At this year’s TIFF premiere, Kate Winslet takes center stage in a captivating film that unveils the remarkable journey of Lee Miller, a Vogue model turned groundbreaking World War Two photographer. The movie, aptly titled ‘LEE,’ is based on Antony Penrose’s biography of his mother, and it delves into the multi-faceted life of Lee Miller, a woman who wore many hats.
Lee Miller’s life story is a tapestry of diverse experiences. She began as a New York fashion model, transitioned into a fashion photographer, and mingled with artistic luminaries like Picasso and Man Ray during her time in Paris. However, it was her role as a photographer during World War Two that left an indelible mark. Her black-and-white photographs offered an intimate and unique perspective on the impact of the war on people’s lives. She had an uncanny ability to tell stories through her lens, even capturing the profound narrative within a lone soldier’s boot abandoned on a street.
In ‘LEE,’ Kate Winslet portrays the US-born Miller, delivering a career-defining performance. Winslet not only stars in the film but also initiated and produced it, making this role a crowning achievement in her illustrious career. She embodies the character of a restless, fiercely independent woman who found her voice as a witness to war, paying a psychological price for her relentless pursuit of truth.
For the direction of the film, Kate Winslet enlisted the expertise of renowned cinematographer Ellen Kuras, known for her work on ‘Eternal Sunshine of the Spotless Mind.’ Kuras’s masterful direction adds depth and intelligence to every aspect of the film.
The narrative of ‘LEE’ unfolds with a powerful opening scene that thrusts viewers into the heart of battle, with Lee Miller donning a helmet and army fatigues, navigating a perilous street under gunfire. Yet, this scene is just a glimpse of the compelling story that follows.
The film then shifts to 1977, where a 70-year-old Lee Miller (played convincingly by Kate Winslet with prosthetics and makeup) is interviewed at her Sussex home, Farley Farmhouse, by a young man (Josh O’Connor). This interview serves as a backdrop for the narrative, allowing the older Miller to reflect on her extraordinary life. However, it occasionally feels like a conventional storytelling device compared to the unconventional character of Lee Miller.
Before delving into her wartime experiences, the film introduces us to the 1938 Lee Miller in the south of France. At this point in her life, she had already been a model, a muse, and an ingenue, but she sought something more profound. Her encounters with glamorous friends, including Solange (Marion Cotillard), provide a glimpse into her free-spirited life among artists and writers. It’s here that she meets Roland Penrose (Alexander Skarsgård), a painter and art dealer, and their relationship takes a dramatic turn. While the film takes liberties with the timeline of their relationship, the essence of their connection remains true.
The film truly comes into its own when Lee Miller embarks on her journey as a war photographer, capturing the emotional and psychological toll of the conflict. Working as a photographer for British Vogue in wartime London, she forges a close professional relationship with the magazine’s editor, Audrey Withers (Andrea Riseborough). Her collaboration with photographer David Scherman (Andy Samberg) further deepens her impact.

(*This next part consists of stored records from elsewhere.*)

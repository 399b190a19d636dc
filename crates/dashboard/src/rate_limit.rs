//! Per-client Rate Limiting
//!
//! GCRA limiter keyed on the peer IP via tower_governor. The server must be
//! started with `into_make_service_with_connect_info::<SocketAddr>()` so the
//! peer address is available to the key extractor.

use governor::middleware::StateInformationMiddleware;
use serde::{Deserialize, Serialize};
use std::sync::Arc;
use tower_governor::governor::GovernorConfigBuilder;
use tower_governor::key_extractor::PeerIpKeyExtractor;

/// Governor config with X-RateLimit-* headers enabled
pub type DashboardGovernorConfig =
    tower_governor::governor::GovernorConfig<PeerIpKeyExtractor, StateInformationMiddleware>;

/// Rate limiting configuration
#[derive(Debug, Clone, Serialize, Deserialize)]
#[serde(default)]
pub struct RateLimitConfig {
    /// Seconds to replenish one request
    pub per_second: u64,
    /// Requests allowed at once
    pub burst_size: u32,
}

impl Default for RateLimitConfig {
    fn default() -> Self {
        // One page render fans out to about eight requests
        Self {
            per_second: 1,
            burst_size: 20,
        }
    }
}

/// Build the governor config, `None` if either setting is zero
pub fn create_governor_config(config: &RateLimitConfig) -> Option<Arc<DashboardGovernorConfig>> {
    GovernorConfigBuilder::default()
        .per_second(config.per_second)
        .burst_size(config.burst_size)
        .use_headers()
        .finish()
        .map(Arc::new)
}
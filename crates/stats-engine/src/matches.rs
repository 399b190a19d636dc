//! Match-Level Season Queries

use crate::ranking::Tally;
use cricket_data::{Match, Season};
use serde::Serialize;

/// Wins for one team
#[derive(Debug, Clone, PartialEq, Eq, Serialize)]
pub struct TeamWins {
    pub team: String,
    pub wins: u64,
}

/// Win distribution for a set of matches
#[derive(Debug, Clone, Default, PartialEq, Eq, Serialize)]
pub struct WinCounts {
    /// Teams ranked by wins
    pub teams: Vec<TeamWins>,
    /// Matches with no winner
    pub no_result: usize,
}

impl WinCounts {
    /// Sum of wins over all teams
    pub fn total_wins(&self) -> u64 {
        self.teams.iter().map(|t| t.wins).sum()
    }

    pub fn is_empty(&self) -> bool {
        self.teams.is_empty()
    }
}

/// Matches played in `season`, in table order
pub fn filter_matches_by_season<'a>(matches: &'a [Match], season: &Season) -> Vec<&'a Match> {
    matches.iter().filter(|m| &m.season == season).collect()
}

pub fn count_matches(season_matches: &[&Match]) -> usize {
    season_matches.len()
}

/// Count wins per team; no-result matches go to [`WinCounts::no_result`]
pub fn win_counts(season_matches: &[&Match]) -> WinCounts {
    let mut tally = Tally::new();
    let mut no_result = 0;

    for m in season_matches {
        match m.winner.as_deref() {
            Some(team) => tally.add(team, 1),
            None => no_result += 1,
        }
    }

    let teams = tally
        .top(usize::MAX)
        .into_iter()
        .map(|(team, wins)| TeamWins { team, wins })
        .collect();

    WinCounts { teams, no_result }
}

/// Percentage of matches won by the toss winner, in [0, 100]
///
/// A season with no matches yields 0.0.
pub fn toss_advantage_percentage(season_matches: &[&Match]) -> f64 {
    if season_matches.is_empty() {
        return 0.0;
    }

    let converted = season_matches.iter().filter(|m| m.toss_winner_won()).count();
    converted as f64 / season_matches.len() as f64 * 100.0
}
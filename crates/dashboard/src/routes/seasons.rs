//! Season Selector Route

use axum::{extract::State, Json};
use cricket_data::Season;
use serde::Serialize;

use crate::SharedState;

/// Options for the season selector
#[derive(Debug, Serialize)]
pub struct SeasonsResponse {
    /// Distinct seasons, latest first
    pub seasons: Vec<Season>,
    /// Initially selected season
    pub default: Option<Season>,
}

/// List seasons present in the match table
pub async fn get_seasons(State(state): State<SharedState>) -> Json<SeasonsResponse> {
    let seasons = state.engine.seasons();

    Json(SeasonsResponse {
        default: seasons.first().cloned(),
        seasons,
    })
}

#[cfg(test)]
mod tests {
    use super::*;
    use crate::test_support;

    #[tokio::test]
    async fn test_seasons_latest_first() {
        let Json(response) = get_seasons(State(test_support::state())).await;
        assert_eq!(response.seasons, vec![Season::from("2011"), Season::from("2010")]);
        assert_eq!(response.default, Some(Season::from("2011")));
    }
}
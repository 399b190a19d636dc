//! API Error Types

use crate::controls::ControlError;
use axum::{
    http::StatusCode,
    response::{IntoResponse, Response},
    Json,
};
use serde_json::json;
use thiserror::Error;

/// Errors returned by dashboard handlers
#[derive(Debug, Error)]
pub enum ApiError {
    #[error(transparent)]
    InvalidControl(#[from] ControlError),

    /// No season given and the dataset has none to default to
    #[error("Dataset contains no seasons")]
    NoSeasons,
}

impl ApiError {
    pub fn status(&self) -> StatusCode {
        match self {
            ApiError::InvalidControl(_) => StatusCode::BAD_REQUEST,
            ApiError::NoSeasons => StatusCode::NOT_FOUND,
        }
    }
}

impl IntoResponse for ApiError {
    fn into_response(self) -> Response {
        let body = Json(json!({ "error": self.to_string() }));
        (self.status(), body).into_response()
    }
}
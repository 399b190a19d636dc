//! Stats Engine bound to a Dataset

use crate::batting::{
    high_strike_rate_batsmen, top_batsman_of_season, top_n_batsmen_of_season,
    top_run_scorers_overall, StrikeRateFilter, StrikeRateRow,
};
use crate::bowling::{top_bowler_of_season, top_n_bowlers_of_season};
use crate::matches::{filter_matches_by_season, toss_advantage_percentage, win_counts, WinCounts};
use crate::ranking::PlayerTotal;
use crate::report::{ReportOptions, SeasonReport};
use cricket_data::{Dataset, Match, Season};
use std::sync::Arc;

/// Query front-end over a shared, immutable dataset
///
/// Every method is a pure function of the dataset and its arguments.
#[derive(Debug, Clone)]
pub struct StatsEngine {
    dataset: Arc<Dataset>,
}

impl StatsEngine {
    pub fn new(dataset: Arc<Dataset>) -> Self {
        Self { dataset }
    }

    pub fn dataset(&self) -> &Dataset {
        &self.dataset
    }

    /// Season selector options, latest first
    pub fn seasons(&self) -> Vec<Season> {
        self.dataset.seasons()
    }

    pub fn latest_season(&self) -> Option<Season> {
        self.dataset.latest_season()
    }

    pub fn season_matches(&self, season: &Season) -> Vec<&Match> {
        filter_matches_by_season(self.dataset.matches(), season)
    }

    pub fn count_matches(&self, season: &Season) -> usize {
        self.season_matches(season).len()
    }

    pub fn win_counts(&self, season: &Season) -> WinCounts {
        win_counts(&self.season_matches(season))
    }

    pub fn toss_advantage_percentage(&self, season: &Season) -> f64 {
        toss_advantage_percentage(&self.season_matches(season))
    }

    pub fn top_run_scorers_overall(&self, n: usize) -> Vec<PlayerTotal> {
        top_run_scorers_overall(self.dataset.deliveries(), n)
    }

    pub fn top_batsman(&self, season: &Season) -> Option<PlayerTotal> {
        top_batsman_of_season(self.dataset.enriched(), season)
    }

    pub fn top_batsmen(&self, season: &Season, n: usize) -> Vec<PlayerTotal> {
        top_n_batsmen_of_season(self.dataset.enriched(), season, n)
    }

    pub fn top_bowler(&self, season: &Season) -> Option<PlayerTotal> {
        top_bowler_of_season(self.dataset.enriched(), season)
    }

    pub fn top_bowlers(&self, season: &Season, n: usize) -> Vec<PlayerTotal> {
        top_n_bowlers_of_season(self.dataset.enriched(), season, n)
    }

    pub fn high_strike_rate_batsmen(
        &self,
        season: &Season,
        filter: StrikeRateFilter,
    ) -> Vec<StrikeRateRow> {
        high_strike_rate_batsmen(self.dataset.enriched(), season, filter)
    }

    /// Every dashboard section for `season` in one pass
    pub fn report(&self, season: &Season, options: &ReportOptions) -> SeasonReport {
        SeasonReport::build(self, season, options)
    }
}

#[cfg(test)]
mod tests {
    use super::*;
    use cricket_data::{Delivery, DismissalKind};

    fn engine() -> StatsEngine {
        let matches = vec![
            Match::new(1, "2017", Some("MI"), "MI"),
            Match::new(2, "2017", Some("RPS"), "MI"),
            Match::new(3, "2018", Some("CSK"), "SRH"),
        ];
        let deliveries = vec![
            Delivery::new(1, "Rohit", "Tahir", 6),
            Delivery::new(2, "Smith", "Bumrah", 4),
            Delivery::new(2, "Rahane", "Bumrah", 0).with_dismissal(DismissalKind::Bowled),
            Delivery::new(3, "Watson", "Kaul", 6),
        ];
        StatsEngine::new(Arc::new(Dataset::from_records(matches, deliveries).unwrap()))
    }

    #[test]
    fn test_season_scoped_queries() {
        let engine = engine();
        let season = Season::from("2017");

        assert_eq!(engine.count_matches(&season), 2);
        assert_eq!(engine.win_counts(&season).total_wins(), 2);
        assert!((engine.toss_advantage_percentage(&season) - 50.0).abs() < 1e-9);
        assert_eq!(engine.top_batsman(&season).unwrap().player, "Rohit");
        assert_eq!(engine.top_bowler(&season).unwrap().player, "Bumrah");
        assert_eq!(engine.top_batsmen(&season, 5).len(), 3);
    }

    #[test]
    fn test_overall_scorers_span_seasons() {
        let engine = engine();
        let top = engine.top_run_scorers_overall(10);
        assert_eq!(top[0].player, "Rohit");
        assert_eq!(top[1].player, "Watson");
    }

    #[test]
    fn test_seasons() {
        let engine = engine();
        assert_eq!(engine.seasons(), vec![Season::from("2018"), Season::from("2017")]);
        assert_eq!(engine.latest_season(), Some(Season::from("2018")));
    }

    #[test]
    fn test_clones_share_dataset() {
        let engine = engine();
        let other = engine.clone();
        assert!(std::ptr::eq(engine.dataset(), other.dataset()));
    }
}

While ‘LEE’ explores Lee Miller’s relationship with David Scherman and Roland Penrose, these male roles are relatively underdeveloped, aligning with the film’s focus on the female perspective. The film powerfully highlights the challenges Miller faced as a female photographer during wartime, where she often had to document the experiences of women barred from certain areas of military bases.
As Miller becomes accredited as a journalist by the US military, the film’s narrative reaches its pinnacle, showcasing the emotional and psychological cost of her work. Her journey takes her to Normandy and St Malo, France, where she faces the harsh realities of war. Kate Winslet brilliantly conveys the toll this knowledge takes on Lee Miller as she confronts and documents unbearable scenes.
One of the film’s most impactful moments occurs when Lee Miller enters Dachau, and the interviewer unveils the photograph she took that day—piles of corpses—a haunting image that captures the depths of human suffering. Ellen Kuras’s direction elegantly portrays Miller’s unique perspective without excessive dramatic emphasis. The war scenes speak volumes on their own.
Alexandre Desplat’s score beautifully complements the film, delivering a subtly piercing beauty that enhances the storytelling.
While the second half of ‘LEE’ is riveting and emotionally resonant, the film’s first half could have benefited from the same level of intensity and effectiveness. Nevertheless, ‘LEE’ is a compelling portrait of a remarkable woman and her transformative journey through wartime photography.
Antony Penrose’s biography includes a letter from Lee Miller describing her challenges when crossing the Hungarian border in 1945, an adventure she likened to good cinema. Ultimately, ‘LEE’ vividly captures her extraordinary life and the indomitable spirit that drove her to document the horrors of war.